We see continued disagreement among the states on the question of whether short-term rentals violate residential use restrictions in covenants or zoning law. Some courts say that short-term rentals are consistent with residential or single-family use restrictions. See, e.g., Pandharipande v. FSD Corp., 679 S.W.3d 610 (Tenn. 2023); Lake Serene Prop. Owners Ass’n Inc. v. Esplin, 334 So.3d 1139 (Miss. 2022); Wilson v. Maynard, 961 N.W.2d 596, 2021 SD 37 (S.D. 2021). But other courts deem short-term rentals to be a trade or business and presumptively not a residential use. See, e.g., Morgan v. Townsend, 302 A.3d 30, 2023 ME 62 (Me. 2023). See also Dixon v. City of Auburn, 2023 WL 7096600 (Ala. 2023) (short-term rentals are inconsistent with zoning limitation to single-family detached dwelling units”).

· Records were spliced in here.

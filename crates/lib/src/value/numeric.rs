//! Lossless numeric coercion between the numeric node kinds.
//!
//! A stored number is converted to the requested type with an `as` cast, then
//! cast back to its original type. The conversion is accepted only when that
//! round trip reproduces the original value and the converted value denotes
//! the same number. The second check catches saturating casts, for example
//! `i64::MAX` as `f64` rounds up to 2^63 and saturates back to `i64::MAX`.
//!
//! NaN never survives a cross-type conversion.

use std::fmt;

use crate::node::{Node, NodeError, NodeKind};

mod private {
    /// Widest lossless carrier for any supported primitive.
    #[derive(Debug, Clone, Copy, PartialEq)]
    pub enum Wide {
        Int(i128),
        Float(f64),
    }

    pub trait Sealed: Sized {
        fn widen(self) -> Wide;

        /// Converts with `as` semantics: wrapping for integers, rounding and
        /// saturation for floats.
        fn narrow(wide: Wide) -> Self;
    }
}

use private::{Sealed, Wide};

/// A primitive that numeric nodes can be coerced into.
///
/// Implemented for every integer and float primitive. The trait is sealed.
pub trait Numeric:
    Sealed + Copy + Default + PartialEq + fmt::Debug + Into<Node> + for<'n> TryFrom<&'n Node, Error = NodeError>
{
    /// The node kind holding this primitive unchanged.
    const KIND: NodeKind;
}

macro_rules! numeric {
    ($($ty:ty => $kind:ident, $carrier:ident);* $(;)?) => {
        $(
            impl Sealed for $ty {
                fn widen(self) -> Wide {
                    Wide::$carrier(self.into_carrier())
                }

                fn narrow(wide: Wide) -> Self {
                    match wide {
                        Wide::Int(v) => v as $ty,
                        Wide::Float(v) => v as $ty,
                    }
                }
            }

            impl Numeric for $ty {
                const KIND: NodeKind = NodeKind::$kind;
            }
        )*
    };
}

/// Infallible widening into the carrier payloads.
trait IntoCarrier<T> {
    fn into_carrier(self) -> T;
}

macro_rules! carrier {
    ($target:ty: $($ty:ty),*) => {
        $(
            impl IntoCarrier<$target> for $ty {
                fn into_carrier(self) -> $target {
                    self as $target
                }
            }
        )*
    };
}

carrier!(i128: i8, i16, i32, i64, isize, u8, u16, u32, u64, usize);
carrier!(f64: f32, f64);

numeric! {
    i8 => I8, Int;
    i16 => I16, Int;
    i32 => I32, Int;
    i64 => I64, Int;
    isize => Isize, Int;
    u8 => U8, Int;
    u16 => U16, Int;
    u32 => U32, Int;
    u64 => U64, Int;
    usize => Usize, Int;
    f32 => F32, Float;
    f64 => F64, Float;
}

/// Casts `wide` into `S` and back, modelling a round trip through `S`.
fn recast<S: Numeric>(wide: Wide) -> Wide {
    S::narrow(wide).widen()
}

/// Splits a numeric node into its widened value and the round trip through
/// its own type.
fn numeric_parts(node: &Node) -> Option<(Wide, fn(Wide) -> Wide)> {
    let parts: (Wide, fn(Wide) -> Wide) = match *node {
        Node::I8(v) => (v.widen(), recast::<i8>),
        Node::I16(v) => (v.widen(), recast::<i16>),
        Node::I32(v) => (v.widen(), recast::<i32>),
        Node::I64(v) => (v.widen(), recast::<i64>),
        Node::Isize(v) => (v.widen(), recast::<isize>),
        Node::U8(v) => (v.widen(), recast::<u8>),
        Node::U16(v) => (v.widen(), recast::<u16>),
        Node::U32(v) => (v.widen(), recast::<u32>),
        Node::U64(v) => (v.widen(), recast::<u64>),
        Node::Usize(v) => (v.widen(), recast::<usize>),
        Node::F32(v) => (v.widen(), recast::<f32>),
        Node::F64(v) => (v.widen(), recast::<f64>),
        _ => return None,
    };
    Some(parts)
}

/// Whether two carriers denote the same number.
fn same_number(a: Wide, b: Wide) -> bool {
    // Every i128 the carriers hold comes from a 64-bit primitive
    const LIMIT: f64 = 170_141_183_460_469_231_731_687_303_715_884_105_728.0;

    match (a, b) {
        (Wide::Int(x), Wide::Int(y)) => x == y,
        (Wide::Float(x), Wide::Float(y)) => x == y,
        (Wide::Int(i), Wide::Float(f)) | (Wide::Float(f), Wide::Int(i)) => {
            f.is_finite() && f.fract() == 0.0 && f.abs() < LIMIT && f as i128 == i
        }
    }
}

/// Converts a numeric node into `T` if no information is lost.
///
/// A node already holding a `T` is returned unchanged. Any other numeric kind
/// goes through the round-trip check described in the module docs.
///
/// ```
/// use pathwise::{Node, value::numeric::coerce};
///
/// assert_eq!(coerce::<u8>(&Node::I64(200)), Ok(200));
/// assert_eq!(coerce::<f32>(&Node::F64(0.5)), Ok(0.5));
/// assert!(coerce::<i8>(&Node::I64(1_111_111_111_111_111_111)).is_err());
/// assert!(coerce::<i32>(&Node::F64(2.5)).is_err());
/// ```
///
/// # Errors
/// [`NodeError::TypeMismatch`] when the node is not a number and
/// [`NodeError::LossyConversion`] when the round trip fails.
pub fn coerce<T: Numeric>(node: &Node) -> Result<T, NodeError> {
    if let Ok(exact) = T::try_from(node) {
        return Ok(exact);
    }

    let Some((original, round_trip)) = numeric_parts(node) else {
        return Err(NodeError::TypeMismatch {
            expected: T::KIND,
            actual: node.kind(),
        });
    };

    let converted = T::narrow(original);
    let widened = converted.widen();
    if round_trip(widened) == original && same_number(widened, original) {
        Ok(converted)
    } else {
        tracing::trace!(from = %node.kind(), to = %T::KIND, "rejecting lossy numeric conversion");
        Err(NodeError::LossyConversion {
            expected: T::KIND,
            actual: node.kind(),
        })
    }
}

Should covenants be construed strictly or liberally?

The Tennessee Supreme Court affirmed the traditional rule that covenants should be seen as encumbrances on the land and strictly construed in a narrow manner so that free use of land is not unduly limited. Phillips v. Hatfield, 624 S.W.3d 464 (Tenn. 2021). This is inconsistent with the more modern method adopted by an increasing number of courts that interpret covenants by focusing on the grantor’s intent.

Covenant changes cannot be imposed retroactively if they were not reasonably foreseeable despite a general amendment power in the declaration

The Arizona Supreme Court has held that a general amendment power in a declaration does not give a homeowners’ association power to amend covenants retroactively in major ways that would violate the reasonable expectations of buyers. Kalway v. Calabria Ranch HOA, LLC, 506 P.3d 18 (Ariz. 2022). The covenants that were thought to be unfairly surprising limited the size and use of dwellings, prohibited improvements without consent of the association, changed the types and quantity of permissible livestock, limited the height and size of non-dwelling structures, and other limitations on improvements. The court noted that Arizona statutes permit amendment of covenants by the association, but held that the statute did not displace the common law rule that requires the declaration to give buyers sufficient notice of the types of amendments that are permitted.